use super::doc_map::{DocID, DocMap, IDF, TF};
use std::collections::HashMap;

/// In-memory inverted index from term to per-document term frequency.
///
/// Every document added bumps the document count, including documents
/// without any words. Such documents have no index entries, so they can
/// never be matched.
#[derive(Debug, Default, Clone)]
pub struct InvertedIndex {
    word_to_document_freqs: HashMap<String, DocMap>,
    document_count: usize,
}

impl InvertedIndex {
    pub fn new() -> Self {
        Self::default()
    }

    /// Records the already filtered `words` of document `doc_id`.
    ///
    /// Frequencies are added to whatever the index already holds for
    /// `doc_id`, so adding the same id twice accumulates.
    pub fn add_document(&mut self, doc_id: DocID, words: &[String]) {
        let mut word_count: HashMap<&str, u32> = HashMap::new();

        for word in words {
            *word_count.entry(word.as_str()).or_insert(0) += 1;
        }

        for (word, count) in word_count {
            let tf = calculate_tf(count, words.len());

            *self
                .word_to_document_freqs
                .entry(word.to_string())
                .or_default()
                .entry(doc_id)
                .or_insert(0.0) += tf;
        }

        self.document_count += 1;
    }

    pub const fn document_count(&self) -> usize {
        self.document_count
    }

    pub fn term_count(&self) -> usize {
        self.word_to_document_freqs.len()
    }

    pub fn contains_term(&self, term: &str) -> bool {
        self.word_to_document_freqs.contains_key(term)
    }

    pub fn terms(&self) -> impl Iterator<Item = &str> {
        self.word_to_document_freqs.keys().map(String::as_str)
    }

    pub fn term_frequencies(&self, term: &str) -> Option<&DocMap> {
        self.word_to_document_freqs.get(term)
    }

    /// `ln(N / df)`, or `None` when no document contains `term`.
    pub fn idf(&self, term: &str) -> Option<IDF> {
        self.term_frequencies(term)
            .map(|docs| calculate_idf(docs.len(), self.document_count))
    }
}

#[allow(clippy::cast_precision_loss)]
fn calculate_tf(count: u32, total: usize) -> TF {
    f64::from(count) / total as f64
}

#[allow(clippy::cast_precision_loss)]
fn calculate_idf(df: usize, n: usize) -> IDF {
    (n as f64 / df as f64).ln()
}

——————————

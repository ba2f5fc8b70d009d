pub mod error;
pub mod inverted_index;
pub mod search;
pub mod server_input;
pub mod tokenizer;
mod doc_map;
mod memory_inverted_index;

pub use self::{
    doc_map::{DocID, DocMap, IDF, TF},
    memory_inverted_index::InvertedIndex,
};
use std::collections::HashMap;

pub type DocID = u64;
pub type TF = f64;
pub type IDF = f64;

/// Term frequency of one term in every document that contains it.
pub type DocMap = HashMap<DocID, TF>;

——————————

**EXERCISE OBJECTIVE:** Go over the records above and tally each line that includes "InvertedIndex". Give the total by itself.

**EXPECTED OUTPUT:** 3